During a recent stargazing session, NASA’s Cassini spacecraft watched a bright star pass behind the plume of gas and dust that spews from Saturn’s icy moon Enceladus. At first, the data from that observation had scientists scratching their heads. What they saw didn’t fit their predictions.
The observation has led to a surprising new clue about the remarkable geologic activity on Enceladus: It appears that at least some of the narrow jets that erupt from the moon’s surface blast with increased fury when the moon is farther from Saturn in its orbit.
Exactly how or why that’s happening is far from clear, but the observation gives theorists new possibilities to ponder about the twists and turns in the “plumbing” under the moon’s frozen surface. Scientists are eager for such clues because, beneath its frozen shell of ice, Enceladus is an ocean world that might have the ingredients for life.
It’s a Gas, Man
During its first few years after arriving at Saturn in 2004, Cassini discovered that Enceladus continuously spews a broad plume of gas and dust-sized ice grains from the region around its south pole. This plume extends hundreds of miles into space, and is several times the width of the small moon itself. Scores of narrow jets burst from the surface along great fractures known as “tiger stripes” and contribute to the plume. The activity is understood to originate from the moon’s subsurface ocean of salty liquid water, which is venting into space.

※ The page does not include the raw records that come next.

// SPDX-License-Identifier: BUSL-1.1
// Copyright (c) 2026 Alfred Jean LLC

//! `aws-sdk-s3`-backed [`ObjectStoreClient`].

use super::{ObjectStoreClient, ObjectStoreError};
use async_trait::async_trait;
use aws_sdk_s3::primitives::DateTimeFormat;
use aws_sdk_s3::Client;
use farm_core::ManifestEntry;
use std::path::Path;
use tokio::io::AsyncWriteExt;

/// Talks to the dependency-cache bucket via the AWS S3 API.
pub struct S3ObjectStoreClient {
    client: Client,
}

impl S3ObjectStoreClient {
    pub fn new(client: Client) -> Self {
        Self { client }
    }

    /// Build a client from the ambient AWS config (environment / instance
    /// profile / shared credentials file), matching whatever the host's
    /// default provider chain resolves.
    pub async fn from_env() -> Self {
        let config = aws_config::load_defaults(aws_config::BehaviorVersion::latest()).await;
        Self::new(Client::new(&config))
    }
}

#[async_trait]
impl ObjectStoreClient for S3ObjectStoreClient {
    async fn list_objects(&self, bucket: &str) -> Result<Vec<ManifestEntry>, ObjectStoreError> {
        let mut entries = Vec::new();
        let mut pages = self
            .client
            .list_objects_v2()
            .bucket(bucket)
            .into_paginator()
            .send();

        while let Some(page) = pages.next().await {
            let page = page.map_err(|e| ObjectStoreError::List(e.to_string()))?;
            for object in page.contents() {
                let key = match object.key() {
                    Some(key) => key.to_string(),
                    None => continue,
                };
                let last_modified = object
                    .last_modified()
                    .and_then(|dt| dt.fmt(DateTimeFormat::DateTime).ok())
                    .unwrap_or_default();
                let etag = object.e_tag().unwrap_or_default().trim_matches('"').to_string();
                let size = object.size().unwrap_or(0).max(0) as u64;
                entries.push(ManifestEntry {
                    key,
                    last_modified,
                    etag,
                    size,
                });
            }
        }

        Ok(entries)
    }

    async fn download_to(&self, bucket: &str, key: &str, dest: &Path) -> Result<(), ObjectStoreError> {
        let mut object = self
            .client
            .get_object()
            .bucket(bucket)
            .key(key)
            .send()
            .await
            .map_err(|e| ObjectStoreError::Download {
                key: key.to_string(),
                source: e.to_string(),
            })?;

        if let Some(parent) = dest.parent() {
            tokio::fs::create_dir_all(parent).await?;
        }
        let mut file = tokio::fs::File::create(dest).await?;
        while let Some(chunk) = object.body.next().await {
            let chunk = chunk.map_err(|e| ObjectStoreError::Download {
                key: key.to_string(),
                source: e.to_string(),
            })?;
            file.write_all(&chunk).await?;
        }
        file.flush().await?;
        Ok(())
    }
}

Cassini has shown that more than 90 percent of the material in the plume is water vapor. This gas lofts dust grains into space where sunlight scatters off them, making them visible to the spacecraft’s cameras. Cassini has even collected some of the particles being blasted off Enceladus and analyzed their composition.
Not the Obvious Explanation
Previous Cassini observations saw the eruptions spraying three times as much icy dust into space when Enceladus neared the farthest point in its elliptical orbit around Saturn. But until now, scientists hadn’t had an opportunity to see if the gas part of the eruptions — which makes up the majority of the plume’s mass — also increased at this time.
So on March 11, 2016, during a carefully planned observing run, Cassini set its gaze on Epsilon Orionis, the central star in Orion’s belt. At the appointed time, Enceladus and its erupting plume glided in front of the star. Cassini’s ultraviolet imaging spectrometer (or UVIS) measured how water vapor in the plume dimmed the star’s ultraviolet light, revealing how much gas the plume contained. Since lots of extra dust appears at this point in the moon’s orbit, scientists expected to measure a lot more gas in the plume, pushing the dust into space.
But instead of the expected huge increase in water vapor output, the UVIS instrument only saw a slight bump — just a 20 percent increase in the total amount of gas.
Cassini scientist Candy Hansen quickly set to work trying to figure out what might be going on. Hansen, a UVIS team member at the Planetary Science Institute in Tucson, led the planning of the observation. “We went after the most obvious explanation first, but the data told us we needed to look deeper,” she said. As it turned out, looking deeper meant paying attention to what was happening closer to the moon’s surface.
Hansen and her colleagues focused their attention on one jet known informally as “Baghdad I.” The researchers found that, while the amount of gas in the overall plume didn’t change much, this particular jet was four times more active than at other times in Enceladus’ orbit. Instead of supplying just 2 percent of the plume’s total water vapor, as Cassini previously observed, it was now supplying 8 percent of the plume’s gas.
Call a Plumber
This insight revealed something subtle, but important, according to Larry Esposito, UVIS team lead at the University of Colorado at Boulder. “We had thought the amount of water vapor in the overall plume, across the whole south polar area, was being strongly affected by tidal forces from Saturn. Instead we find that the small-scale jets are what’s changing.” This increase in the jets’ activity is what causes more icy dust grains to be lofted into space, where Cassini’s cameras can see them, Esposito said.
The new observations provide helpful constraints on what could be going on with the underground plumbing — cracks and fissures through which water from the moon’s potentially habitable subsurface ocean is making its way into space.
With the new Cassini data, Hansen is ready to toss the ball to the theoreticians. “Since we can only see what’s going on above the surface, at the end of the day, it’s up to the modelers to take this data and figure out what’s going on underground.”
The Cassini-Huygens mission is a cooperative project of NASA, ESA (European Space Agency) and the Italian Space Agency. JPL, a division of Caltech in Pasadena, manages the mission for NASA’s Science Mission Directorate in Washington. The ultraviolet imaging spectrograph was designed and built at the University of Colorado, Boulder, where the team is based.